Queen’s Park is unveiling long-awaited proposals Thursday to streamline the way elderly and recovering patients receive care in their homes, winding down the controversial Community Care Access Centres that have become a lightning rod for complaints in recent years.
The $2.5-billion CCAC home-care system, which dates from the Mike Harris era two decades ago, would “cease to exist,” according to a ministry discussion paper, “Patients First: A Proposal to Strengthen Patient-Centred Health Care.”
With their governing boards set to be “dissolved,” most of the CCAC home-care workers, nursing staff and co-ordinators serving more than 700,000 patients a year would be taken over by expanded regional health networks made directly accountable to the health ministry.
The goal of the ambitious roadmap is to finally create an integrated health-care system after years of planning and talking - a quasi command and control (and co-ordination) system tailored to regional needs. While the plan makes sense conceptually, operationally it’s not so simple.
Health Minister Eric Hoskins faces daunting challenges as he tries to implement his vision at a time when there is little money to lubricate the process or buy off doctors as in the past.
The current system operates in silos that appear impervious to the province’s 14 existing Local Health Integration Networks - little-known LHINs that have never lived up to their name because they failed to truly integrate patient care.
The most glaring gap - echoed by the auditor general this month - has been a lack of control over family physicians who act as gatekeepers for services. Now, the ministry is finally prepared to make most primary-care doctors - the roughly 75 per cent of family physicians who work in clinics and teams - more accountable to government by bringing them under LHINs.
More than half of Ontarians cannot see their family physician within two days, and have trouble getting access outside office hours. The ministry wants LHINs to make doctors’ clinics more responsive by releasing their performance records to the public and requiring clinics to abide by contractual obligations - now rarely enforced - that would make them more accessible to patients (reducing costly emergency room visits).
Reconfigured regional hubs - significantly expanded in Toronto - would create a “process to match unattached patients to primary-care providers,” the ministry paper proposes, with more authority for “recruitment planning.” But both physicians and patients would still be free to make or break their relationships: “Patients will always have the right to choose their primary-care provider, and . . . clinicians would retain choice.”
While long overdue, the integration plan comes at an awkward time because of a long-running feud with the Ontario Medical Association over doctors’ fees. With the OMA lashing out at the ministry, relations are at a low ebb - too little money, too much toxicity - and it remains to be seen whether doctors will resist any increased government control over their workplace.
Government officials remain confident they can smooth over any tensions, noting that family doctors have long called for a more integrated health-care system that is more patient-centred as people navigate from hospital care to home care. The ministry notes that it would continue to negotiate physician compensation and any contracts for medical clinics directly with the OMA.

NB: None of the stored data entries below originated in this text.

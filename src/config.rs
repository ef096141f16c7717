use std::path::PathBuf;

use crate::derive::TruncationPolicy;
use crate::error::{PipelineError, Result};
use crate::matchup::Perspective;
use crate::pipeline::OutputKind;
use crate::season::SeasonRange;
use crate::store::WriteMode;
use crate::window::WindowScope;

const CACHE_DIR: &str = "nba_features";
const DB_FILE: &str = "nba_boxscores.sqlite";

pub const DEFAULT_START_SEASON: i32 = 2003;
pub const DEFAULT_END_SEASON: i32 = 2023;
pub const DEFAULT_WINDOW_LEN: usize = 10;

#[derive(Debug, Clone)]
pub struct PipelineConfig {
    pub db_path: PathBuf,
    pub seasons: SeasonRange,
    pub window_len: usize,
    pub perspective: Perspective,
    pub window_scope: WindowScope,
    pub write_mode: WriteMode,
    pub truncation: TruncationPolicy,
    pub output: OutputKind,
    pub output_table: Option<String>,
}

impl Default for PipelineConfig {
    fn default() -> Self {
        Self {
            db_path: default_db_path().unwrap_or_else(|| PathBuf::from(DB_FILE)),
            seasons: SeasonRange {
                start: DEFAULT_START_SEASON,
                end: DEFAULT_END_SEASON,
            },
            window_len: DEFAULT_WINDOW_LEN,
            perspective: Perspective::default(),
            window_scope: WindowScope::default(),
            write_mode: WriteMode::default(),
            truncation: TruncationPolicy::default(),
            output: OutputKind::default(),
            output_table: None,
        }
    }
}

pub fn default_db_path() -> Option<PathBuf> {
    if let Ok(base) = std::env::var("XDG_CACHE_HOME") {
        if !base.trim().is_empty() {
            return Some(PathBuf::from(base).join(CACHE_DIR).join(DB_FILE));
        }
    }
    let home = std::env::var("HOME").ok()?;
    if home.trim().is_empty() {
        return None;
    }
    Some(PathBuf::from(home).join(".cache").join(CACHE_DIR).join(DB_FILE))
}

fn env_value(key: &str) -> Option<String> {
    std::env::var(key)
        .ok()
        .map(|v| v.trim().to_string())
        .filter(|v| !v.is_empty())
}

fn invalid(key: &str, raw: &str) -> PipelineError {
    PipelineError::InvalidConfig(format!("{key}: unrecognised value {raw:?}"))
}

fn parse_with<T>(key: &str, raw: &str, parse: impl Fn(&str) -> Option<T>) -> Result<T> {
    parse(raw).ok_or_else(|| invalid(key, raw))
}

// `--name=value` or `--name value`; the last occurrence wins.
pub fn arg_value(args: &[String], name: &str) -> Option<String> {
    let prefix = format!("--{name}=");
    let flag = format!("--{name}");
    let mut found = None;
    for (idx, arg) in args.iter().enumerate() {
        if let Some(value) = arg.strip_prefix(&prefix) {
            let trimmed = value.trim();
            if !trimmed.is_empty() {
                found = Some(trimmed.to_string());
            }
        } else if *arg == flag {
            if let Some(next) = args.get(idx + 1) {
                if !next.trim().is_empty() && !next.starts_with("--") {
                    found = Some(next.trim().to_string());
                }
            }
        }
    }
    found
}

impl PipelineConfig {
    pub fn from_env() -> Result<Self> {
        let _ = dotenvy::from_filename(".env.local");
        let _ = dotenvy::from_filename(".env");
        let mut cfg = Self::default();
        cfg.apply(|key| env_value(&format!("NBA_{key}")))?;
        Ok(cfg)
    }

    pub fn apply_args(&mut self, args: &[String]) -> Result<()> {
        self.apply(|key| arg_value(args, &key.to_ascii_lowercase()))
    }

    fn apply(&mut self, lookup: impl Fn(&str) -> Option<String>) -> Result<()> {
        let db = lookup("DB_PATH").or_else(|| lookup("DB"));
        if let Some(path) = db {
            self.db_path = PathBuf::from(path);
        }
        let start = lookup("START_SEASON").or_else(|| lookup("START"));
        if let Some(raw) = start {
            self.seasons.start = parse_year(&raw)?;
        }
        let end = lookup("END_SEASON").or_else(|| lookup("END"));
        if let Some(raw) = end {
            self.seasons.end = parse_year(&raw)?;
        }
        let window = lookup("WINDOW_LEN").or_else(|| lookup("WINDOW"));
        if let Some(raw) = window {
            self.window_len = parse_with("window", &raw, |s| s.parse::<usize>().ok())?;
        }
        if let Some(raw) = lookup("PERSPECTIVE") {
            self.perspective = parse_with("perspective", &raw, Perspective::parse)?;
        }
        let scope = lookup("WINDOW_SCOPE").or_else(|| lookup("SCOPE"));
        if let Some(raw) = scope {
            self.window_scope = parse_with("window scope", &raw, WindowScope::parse)?;
        }
        let mode = lookup("WRITE_MODE").or_else(|| lookup("MODE"));
        if let Some(raw) = mode {
            self.write_mode = parse_with("write mode", &raw, WriteMode::parse)?;
        }
        if let Some(raw) = lookup("TRUNCATION") {
            self.truncation = parse_with("truncation", &raw, TruncationPolicy::parse)?;
        }
        if let Some(raw) = lookup("OUTPUT") {
            self.output = parse_with("output", &raw, OutputKind::parse)?;
        }
        let table = lookup("OUTPUT_TABLE").or_else(|| lookup("TABLE"));
        if let Some(name) = table {
            self.output_table = Some(name);
        }
        Ok(())
    }

    pub fn validate(&self) -> Result<()> {
        SeasonRange::new(self.seasons.start, self.seasons.end)
            .map_err(|err| PipelineError::InvalidConfig(err.to_string()))?;
        if self.window_len == 0 {
            return Err(PipelineError::InvalidConfig(
                "window length must be positive".to_string(),
            ));
        }
        if let Some(table) = &self.output_table {
            if table.trim().is_empty() {
                return Err(PipelineError::InvalidConfig(
                    "output table name is empty".to_string(),
                ));
            }
        }
        Ok(())
    }

    pub fn table_name(&self) -> &str {
        self.output_table
            .as_deref()
            .unwrap_or_else(|| self.output.default_table())
    }
}

fn parse_year(raw: &str) -> Result<i32> {
    if raw.contains('-') {
        return crate::season::parse_season_label(raw);
    }
    raw.parse::<i32>()
        .map_err(|_| PipelineError::InvalidSeason(raw.to_string()))
}

#[cfg(test)]
mod tests {
    use super::*;

    fn args(raw: &[&str]) -> Vec<String> {
        raw.iter().map(|s| s.to_string()).collect()
    }

    #[test]
    fn flags_accept_both_forms() {
        let argv = args(&["--start=2010", "--end", "2012-13", "--window", "5"]);
        let mut cfg = PipelineConfig::default();
        cfg.apply_args(&argv).unwrap();
        assert_eq!(cfg.seasons.start, 2010);
        assert_eq!(cfg.seasons.end, 2012);
        assert_eq!(cfg.window_len, 5);
        cfg.validate().unwrap();
    }

    #[test]
    fn output_selects_default_table() {
        let mut cfg = PipelineConfig::default();
        cfg.apply_args(&args(&["--output=team_boxscores"])).unwrap();
        assert_eq!(cfg.output, OutputKind::TeamBoxscores);
        assert_eq!(cfg.table_name(), OutputKind::TeamBoxscores.default_table());
        cfg.apply_args(&args(&["--table", "custom"])).unwrap();
        assert_eq!(cfg.table_name(), "custom");
    }

    #[test]
    fn bad_settings_are_rejected() {
        let mut cfg = PipelineConfig::default();
        assert!(matches!(
            cfg.apply_args(&args(&["--perspective=sideways"])),
            Err(PipelineError::InvalidConfig(_))
        ));

        let mut cfg = PipelineConfig::default();
        cfg.seasons.start = 2020;
        cfg.seasons.end = 2019;
        assert!(matches!(cfg.validate(), Err(PipelineError::InvalidConfig(_))));

        let mut cfg = PipelineConfig::default();
        cfg.window_len = 0;
        assert!(matches!(cfg.validate(), Err(PipelineError::InvalidConfig(_))));
    }
}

Under the latest proposals, local medical officers of health and public health services would also be funded and integrated under the control of LHINs, eliminating another longtime silo beyond ministry influence.
The new supersized LHINs will not only be rebranded with a new name, but subdivided to bring decision-making closer to ground level, creating a total of 80 “sub-LHINs” across the province. For example, much of Toronto is now covered by the Toronto Central LHIN, which would be subdivided into five community entities tailored to neighbourhoods within the city - recognizing that the populations of Rosedale and Thorncliffe Park present different challenges.
The discussion paper calls for greater equality of access for recent immigrants, aboriginal people, and franco-Ontarians, and those dealing with addiction or mental health challenges. The ministry concedes that health care delivery is uneven - a “variation across LHINs in terms of health outcomes” - due to geography, demography and ethnography.
“Having common standards and targets for the whole province will ensure more consistent and higher quality care,” it says, promising “clear standards for home and community care (and) greater consistency and transparency around the province.”
The ministry recognizes that “CCAC employees perform essential work that will continue under this proposal,” but adds that the “management structure would be reviewed.”
As the CCACs are taken over, not all CEOs will make the cut. After giving themselves embarrassingly generous pay hikes - while frontline staff faced pay freezes - some chiefs will be frozen out. The auditor reported that CEO salaries averaged $250,000 in 2013, up 27 per cent from 2009.